Hayes James B, Burnette Dylan T
Department of Cell and Developmental Biology, Vanderbilt University School of Medicine Basic Sciences, Nashville, Tennessee, USA.
Cytoskeleton (Hoboken). 2025 Feb 17. doi: 10.1002/cm.22006.
Sarcomeres are the fundamental contractile units of striated muscle. The functional roles of the cardiac-specific myosin heavy chains, MYH6 (α myosin II) and MYH7 (β myosin II) during sarcomere assembly remain controversial. To address this, we utilized a selective MYH7 inhibitor, mavacamten, in combination with siRNA-mediated knockdown of MYH6 or MYH7 in human induced pluripotent stem cell-derived cardiomyocytes (hiCMs). Our results demonstrate that sarcomere assembly proceeds when either MYH6 or MYH7 is independently depleted, suggesting functional redundancy. However, pharmacological inhibition of MYH7 contractility by mavacamten disrupts sarcomere assembly in a concentration-dependent manner. Sensitivity to mavacamten correlated with the relative abundance of MYH6 and MYH7: sarcomere assembly by MYH7-enriched (i.e., MYH6-depleted) hiCMs was more sensitive to mavacamten (IC = 0.1 μM), while assembly by MYH6-enriched (i.e., MYH7-depleted) hiCMs was less sensitive (IC = 0.5 μM). These findings suggest that MYH7-mediated contractility is required for sarcomere assembly, but only when MYH7 is present within a cardiac myocyte. We conclude that the MYH7/MYH6 ratio impacts the susceptibility of sarcomere assembly to pharmacological inhibition.

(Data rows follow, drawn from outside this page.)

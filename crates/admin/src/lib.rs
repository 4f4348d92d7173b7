//! Berrima Store admin library.
//!
//! The admin dashboard works on the same [`Store`](berrima_storefront::Store)
//! as the storefront. It adds:
//!
//! - configuration from the environment ([`config`])
//! - a Claude Messages API client ([`claude`])
//! - AI product descriptions and marketing insight with fallback text
//!   ([`copywriter`])
//! - sequencing of in-flight AI requests ([`tracker`], [`dashboard`])

#![cfg_attr(not(test), forbid(unsafe_code))]

pub mod claude;
pub mod config;
pub mod copywriter;
pub mod dashboard;
pub mod prompts;
pub mod tracker;

pub use config::{AdminConfig, ClaudeConfig, ConfigError};
pub use copywriter::{CopyError, Copywriter, TextGenerator};
pub use dashboard::{Dashboard, DescriptionRequest, GeneratedDescription, InsightRequest};
pub use tracker::{RequestTracker, Ticket};
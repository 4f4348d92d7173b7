//! Products the store opens with.

use crate::types::{Price, Product, ProductId};

struct SeedProduct {
    id: &'static str,
    name: &'static str,
    price: i64,
    description: &'static str,
    category: &'static str,
    image: &'static str,
    stock: i64,
}

const SEED: [SeedProduct; 4] = [
    SeedProduct {
        id: "1",
        name: "Royal Sidr Honey",
        price: 120,
        description: "Premium organic honey sourced from the ancient Sidr trees of Yemen.",
        category: "Food",
        image: "https://images.unsplash.com/photo-1589135404455-873090875957?auto=format&fit=crop&q=80&w=800",
        stock: 25,
    },
    SeedProduct {
        id: "2",
        name: "Aromatic Oud Oil",
        price: 85,
        description: "Concentrated pure agarwood oil with deep, earthy, and sweet notes.",
        category: "Fragrance",
        image: "https://images.unsplash.com/photo-1615485290382-441e4d0c9cb5?auto=format&fit=crop&q=80&w=800",
        stock: 12,
    },
    SeedProduct {
        id: "3",
        name: "Saffron Threads Grade A+",
        price: 45,
        description: "The finest hand-picked saffron threads from the Khorasan region.",
        category: "Spices",
        image: "https://images.unsplash.com/photo-1599307734110-9469501a3577?auto=format&fit=crop&q=80&w=800",
        stock: 50,
    },
    SeedProduct {
        id: "4",
        name: "Handcrafted Incense Burner",
        price: 150,
        description: "Elegant ceramic burner with intricate traditional engravings.",
        category: "Decor",
        image: "https://images.unsplash.com/photo-1602143352558-bf6437650577?auto=format&fit=crop&q=80&w=800",
        stock: 8,
    },
];

/// The initial catalog, in display order.
#[must_use]
pub fn seed_products() -> Vec<Product> {
    SEED.iter()
        .map(|seed| Product {
            id: ProductId::from(seed.id),
            name: seed.name.to_string(),
            price: Price::from_whole(seed.price),
            description: seed.description.to_string(),
            category: seed.category.to_string(),
            image: seed.image.to_string(),
            stock: seed.stock,
        })
        .collect()
}
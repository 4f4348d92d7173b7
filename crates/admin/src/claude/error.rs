//! Errors from the Claude Messages API.

use reqwest::header::InvalidHeaderValue;
use serde::Deserialize;
use thiserror::Error;

/// Why a Claude request produced no reply.
#[derive(Debug, Error)]
pub enum ClaudeError {
    #[error("HTTP error: {0}")]
    Http(#[from] reqwest::Error),

    /// Non-success status with an error body.
    #[error("API error ({error_type}): {message}")]
    Api { error_type: String, message: String },

    #[error("rate limited, retry after {retry_after} seconds")]
    RateLimited { retry_after: u64 },

    /// The API rejected the key (HTTP 401).
    #[error("API key rejected")]
    Unauthorized,

    /// The key cannot be sent as a header value.
    #[error("invalid API key: {0}")]
    InvalidApiKey(#[from] InvalidHeaderValue),

    #[error("unexpected response body: {0}")]
    Parse(#[from] serde_json::Error),
}

/// Body of a non-success response: `{"type":"error","error":{...}}`.
#[derive(Debug, Deserialize)]
pub struct ErrorEnvelope {
    pub error: ErrorDetail,
}

#[derive(Debug, Deserialize)]
pub struct ErrorDetail {
    #[serde(rename = "type")]
    pub kind: String,
    pub message: String,
}

impl From<ErrorEnvelope> for ClaudeError {
    fn from(envelope: ErrorEnvelope) -> Self {
        Self::Api {
            error_type: envelope.error.kind,
            message: envelope.error.message,
        }
    }
}
//! `berrima catalog`

use berrima_core::Catalog;

use super::print_products;

/// List seed catalog products passing `category` and `search`.
#[allow(clippy::print_stdout)]
pub fn list(category: &str, search: &str) {
    let catalog = Catalog::seeded();
    let products = catalog.filter(category, search);

    if products.is_empty() {
        println!("No products match.");
        return;
    }
    print_products(products);
}
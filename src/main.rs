mod api;
mod draft;
mod export;
mod ipc;
mod model;
mod session;
mod store;
mod validate;
mod view;
mod wire;

use std::io::{self, BufRead, Write};

fn main() {
    // stdout carries the protocol; logging goes to stderr only.
    env_logger::Builder::from_env(env_logger::Env::default().default_filter_or("warn"))
        .target(env_logger::Target::Stderr)
        .init();
    log::info!("trustdeskd {} starting", env!("CARGO_PKG_VERSION"));

    let mut state = ipc::AppState::new();

    let stdin = io::stdin();
    let mut stdout = io::stdout();

    for line in stdin.lock().lines() {
        let line = match line {
            Ok(v) => v,
            Err(_) => break,
        };
        if line.trim().is_empty() {
            continue;
        }

        let req: ipc::Request = match serde_json::from_str(&line) {
            Ok(v) => v,
            Err(e) => {
                // Can't route without an id; report the parse failure and move on.
                let reply = serde_json::json!({
                    "ok": false,
                    "error": { "code": "bad_json", "message": e.to_string() },
                });
                let _ = writeln!(stdout, "{}", reply);
                let _ = stdout.flush();
                continue;
            }
        };

        let resp = ipc::handle_request(&mut state, req);
        let _ = writeln!(
            stdout,
            "{}",
            serde_json::to_string(&resp).unwrap_or_else(|_| "{\"ok\":false}".to_string())
        );
        let _ = stdout.flush();
    }
}
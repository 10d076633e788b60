use serde_json::json;

use crate::api::{HttpApi, MemoryApi};
use crate::ipc::error::{err, ok};
use crate::ipc::helpers::get_str;
use crate::ipc::types::{AppState, Request};

pub fn try_handle(state: &mut AppState, req: &Request) -> Option<serde_json::Value> {
    match req.method.as_str() {
        "app.ping" => Some(ok(&req.id, json!({ "pong": true }))),
        "app.version" => Some(ok(
            &req.id,
            json!({ "version": env!("CARGO_PKG_VERSION") }),
        )),
        "backend.select" => Some(handle_backend_select(state, req)),
        _ => None,
    }
}

/// Choose the persistence backend. Switching drops the session, the loaded
/// collection and any in-progress draft: credentials and records from one
/// backend mean nothing to another.
fn handle_backend_select(state: &mut AppState, req: &Request) -> serde_json::Value {
    let mode = match get_str(&req.params, "mode") {
        Ok(v) => v,
        Err(e) => return err(&req.id, "bad_params", e.message, None),
    };

    match mode.as_str() {
        "http" => {
            let base_url = match get_str(&req.params, "baseUrl") {
                Ok(v) => v,
                Err(e) => return err(&req.id, "bad_params", e.message, None),
            };
            log::info!("selecting http backend at {}", base_url);
            state.api = Some(Box::new(HttpApi::new(&base_url)));
        }
        "memory" => {
            log::info!("selecting in-process memory backend");
            state.api = Some(Box::new(MemoryApi::new()));
        }
        other => {
            return err(
                &req.id,
                "bad_params",
                format!("unknown backend mode: {}", other),
                None,
            )
        }
    }

    state.session.clear();
    state.store = Default::default();
    state.draft = None;
    state.editing_id = None;

    ok(&req.id, json!({ "mode": mode }))
}
//! Pure table projection of the record store. No validation, no persistence;
//! the IPC layer dispatches edit/delete intents separately.

use serde_json::{json, Value};

use crate::model::{ClosedEnum, StudentRecord};

/// Derived education summary shown in the table, highest qualification
/// first: PG > UG > HSC > SSLC > flat class/grade > "Not specified".
pub fn highest_education(s: &StudentRecord) -> String {
    if s.has_pg {
        return format!("{} - {}", s.pg_course, s.pg_college);
    }
    if s.has_ug {
        return format!("{} - {}", s.ug_course, s.ug_college);
    }
    if s.has_hsc {
        let stream = s.hsc_stream.map(ClosedEnum::as_str).unwrap_or("");
        return format!("HSC {} - {}", stream, s.hsc_college);
    }
    if s.has_school_sslc {
        return format!("SSLC - {}", s.sslc_school);
    }
    if !s.class_grade.is_empty() {
        return s.class_grade.clone();
    }
    "Not specified".to_string()
}

pub fn row(s: &StudentRecord) -> Value {
    json!({
        "id": s.id,
        "name": s.full_name,
        "education": highest_education(s),
        "medium": s.medium_of_instruction.map(ClosedEnum::as_str).unwrap_or(""),
        "targetExams": if s.target_exams.is_empty() { "Not specified" } else { &s.target_exams },
        "contact": {
            "parentContact": s.parent_contact,
            "email": s.email,
        },
        "hasPhoto": !s.photo.is_empty(),
    })
}

pub fn rows(records: &[StudentRecord]) -> Vec<Value> {
    records.iter().map(row).collect()
}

肌节是横纹肌的基本收缩单位。心脏特异性肌球蛋白重链MYH6(α肌球蛋白II)和MYH7(β肌球蛋白II)在肌节组装过程中的功能作用仍存在争议。为了解决这个问题,我们在人诱导多能干细胞衍生的心肌细胞(hiCMs)中使用了选择性MYH7抑制剂mavacamten,并结合siRNA介导的MYH6或MYH7敲低。我们的结果表明,当MYH6或MYH7单独缺失时,肌节组装仍能进行,这表明存在功能冗余。然而,mavacamten对MYH7收缩性的药理抑制以浓度依赖的方式破坏肌节组装。对mavacamten的敏感性与MYH6和MYH7的相对丰度相关:富含MYH7(即MYH6缺失)的hiCMs进行的肌节组装对mavacamten更敏感(IC = 0.1 μM),而富含MYH6(即MYH7缺失)的hiCMs进行的组装则不太敏感(IC = 0.5 μM)。这些发现表明,肌节组装需要MYH7介导的收缩性,但仅当MYH7存在于心肌细胞中时才需要。我们得出结论,MYH7/MYH6比值会影响肌节组装对药理抑制的敏感性。